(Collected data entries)
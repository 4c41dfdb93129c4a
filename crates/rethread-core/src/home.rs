use crate::error::{CycleError, Result};
use crate::paths::HOME_KEY;
use crate::storage::Backing;
use chrono::NaiveDate;
use serde::{Deserialize, Serialize};

#[derive(Debug, Clone, PartialEq, Eq, Serialize, Deserialize)]
pub struct Tenet {
    pub number: String,
    pub title: String,
    pub description: String,
}

#[derive(Debug, Clone, PartialEq, Eq, Serialize, Deserialize)]
pub struct CycleStep {
    pub label: String,
    pub title: String,
    pub description: String,
}

/// Editable front-page copy. Stored documents are merged over the defaults
/// field by field, so older documents missing a field still load.
#[derive(Debug, Clone, PartialEq, Eq, Serialize, Deserialize)]
#[serde(default)]
pub struct HomeContent {
    pub document_title: String,
    pub hero_title: String,
    pub hero_subtitle: String,
    pub hero_description: String,
    pub tenets: Vec<Tenet>,
    pub sprint_cycle: Vec<CycleStep>,
    pub version: String,
    pub updated_date: String,
}

impl Default for HomeContent {
    fn default() -> Self {
        let tenet = |number: &str, title: &str, description: &str| Tenet {
            number: number.into(),
            title: title.into(),
            description: description.into(),
        };
        let step = |label: &str, title: &str, description: &str| CycleStep {
            label: label.into(),
            title: title.into(),
            description: description.into(),
        };
        Self {
            document_title: "Draft Internal Strategy, Planning & Operations Document".into(),
            hero_title: "Weaving Strategy".into(),
            hero_subtitle: "Into Software.".into(),
            hero_description: "We identify fragmented workflows in mid-market and enterprise \
                organizations and re-thread them into seamless, data-driven systems. We replace \
                legacy debt with custom, owned solutions, but only after rigorous validation."
                .into(),
            tenets: vec![
                tenet(
                    "01",
                    "Consulting Before Coding",
                    "We are strategic partners to $1M+ revenue organizations. Code is a tool, \
                     not the product. We value impact over hours.",
                ),
                tenet(
                    "02",
                    "Validate, Then Build",
                    "We never build \"speculative\" products. Mockups sell the vision; \
                     engineering starts only after the contract is signed.",
                ),
                tenet(
                    "03",
                    "Data Over Intuition",
                    "We quantify the pain (e.g., \"$10k/mo lost\") before pitching. Research \
                     is our spearhead for acquisition.",
                ),
            ],
            sprint_cycle: vec![
                step(
                    "Phase 1",
                    "Intake & Research",
                    "Anytime an idea strikes, it goes to the Backlog. Before a Sprint starts, \
                     we conduct market research to assess viability.",
                ),
                step(
                    "Week 1",
                    "Build & Prep",
                    "Monday Sprint Start: Select top backlog item. Create \"Demo First\" assets. \
                     Rebuild prospect's site/app as a high-fidelity mockup.",
                ),
                step(
                    "Week 2",
                    "Outreach & Execution",
                    "\"I built this for you.\" Cold outreach with assets. Goal: Book demo \
                     meetings to validate interest.",
                ),
                step(
                    "Review",
                    "Retro & Pivot",
                    "Friday Wk 2: Analyze response data. If valid → Contract. If invalid → \
                     Kill. Decide topic for Sprint 2.",
                ),
            ],
            version: "Internal OS v1.0".into(),
            updated_date: "Updated Jan 2026".into(),
        }
    }
}

impl HomeContent {
    /// Set one field by dotted path: `hero_title`, `tenets.1.title`,
    /// `sprint_cycle.0.description`, ... List entries can only be edited, not
    /// added; tenet numbers and step labels are fixed.
    pub fn set_field(&mut self, path: &str, value: impl Into<String>) -> Result<()> {
        let unknown = || CycleError::UnknownField(path.to_string());
        let slot = match path.split('.').collect::<Vec<_>>().as_slice() {
            ["document_title"] => &mut self.document_title,
            ["hero_title"] => &mut self.hero_title,
            ["hero_subtitle"] => &mut self.hero_subtitle,
            ["hero_description"] => &mut self.hero_description,
            ["version"] => &mut self.version,
            ["tenets", idx, field] => {
                let tenet = idx
                    .parse::<usize>()
                    .ok()
                    .and_then(|i| self.tenets.get_mut(i))
                    .ok_or_else(unknown)?;
                match *field {
                    "title" => &mut tenet.title,
                    "description" => &mut tenet.description,
                    _ => return Err(unknown()),
                }
            }
            ["sprint_cycle", idx, field] => {
                let step = idx
                    .parse::<usize>()
                    .ok()
                    .and_then(|i| self.sprint_cycle.get_mut(i))
                    .ok_or_else(unknown)?;
                match *field {
                    "title" => &mut step.title,
                    "description" => &mut step.description,
                    _ => return Err(unknown()),
                }
            }
            _ => return Err(unknown()),
        };
        *slot = value.into();
        Ok(())
    }

    /// Stamp `updated_date` as "Updated Mon YYYY".
    pub fn stamp(&mut self, today: NaiveDate) {
        self.updated_date = format!("Updated {}", today.format("%b %Y"));
    }
}

// ---------------------------------------------------------------------------
// HomeStore
// ---------------------------------------------------------------------------

pub struct HomeStore {
    content: HomeContent,
    backing: Backing,
}

impl HomeStore {
    pub fn open(mut backing: Backing) -> Self {
        let content = backing.hydrate(HOME_KEY).unwrap_or_default();
        Self { content, backing }
    }

    pub fn content(&self) -> &HomeContent {
        &self.content
    }

    pub fn is_degraded(&self) -> bool {
        self.backing.is_degraded()
    }

    /// Apply edits and save once, stamped with `today`. Nothing is saved if
    /// any edit names an unknown field.
    pub fn edit<'a>(
        &mut self,
        edits: impl IntoIterator<Item = (&'a str, &'a str)>,
        today: NaiveDate,
    ) -> Result<&HomeContent> {
        let mut next = self.content.clone();
        for (path, value) in edits {
            next.set_field(path, value)?;
        }
        next.stamp(today);
        self.replace(next);
        Ok(&self.content)
    }

    pub fn replace(&mut self, content: HomeContent) {
        self.content = content;
        self.backing.persist(HOME_KEY, &self.content);
    }
}

// ---------------------------------------------------------------------------
// Tests
// ---------------------------------------------------------------------------
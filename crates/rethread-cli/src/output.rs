use rethread_core::progress::Progress;
use serde::Serialize;

pub fn print_json<T: Serialize>(value: &T) -> anyhow::Result<()> {
    println!("{}", serde_json::to_string_pretty(value)?);
    Ok(())
}

/// Left-aligned columns sized to the widest cell, two spaces apart.
pub fn print_table(headers: &[&str], rows: Vec<Vec<String>>) {
    let mut widths: Vec<usize> = headers.iter().map(|h| h.chars().count()).collect();
    for row in &rows {
        for (w, cell) in widths.iter_mut().zip(row) {
            *w = (*w).max(cell.chars().count());
        }
    }

    let line = |cells: Vec<String>| {
        let padded: Vec<String> = cells
            .iter()
            .zip(&widths)
            .map(|(cell, &w)| format!("{cell:w$}"))
            .collect();
        println!("{}", padded.join("  ").trim_end());
    };

    line(headers.iter().map(|h| h.to_string()).collect());
    line(widths.iter().map(|&w| "-".repeat(w)).collect());
    for row in rows {
        line(row);
    }
}

pub fn checkbox(done: bool) -> &'static str {
    if done {
        "[x]"
    } else {
        "[ ]"
    }
}

/// `3/8 (38%)`
pub fn ratio(p: &Progress) -> String {
    format!("{}/{} ({}%)", p.completed, p.total, p.percent)
}

/// Twenty-cell text bar for a percentage.
pub fn bar(p: &Progress) -> String {
    let filled = (p.percent.min(100) / 5) as usize;
    format!("[{}{}]", "#".repeat(filled), ".".repeat(20 - filled))
}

## Try it
Where a line above contains the string "println", copy that line.

## Exercise output
    println!("{}", serde_json::to_string_pretty(value)?);
        println!("{}", padded.join("  ").trim_end());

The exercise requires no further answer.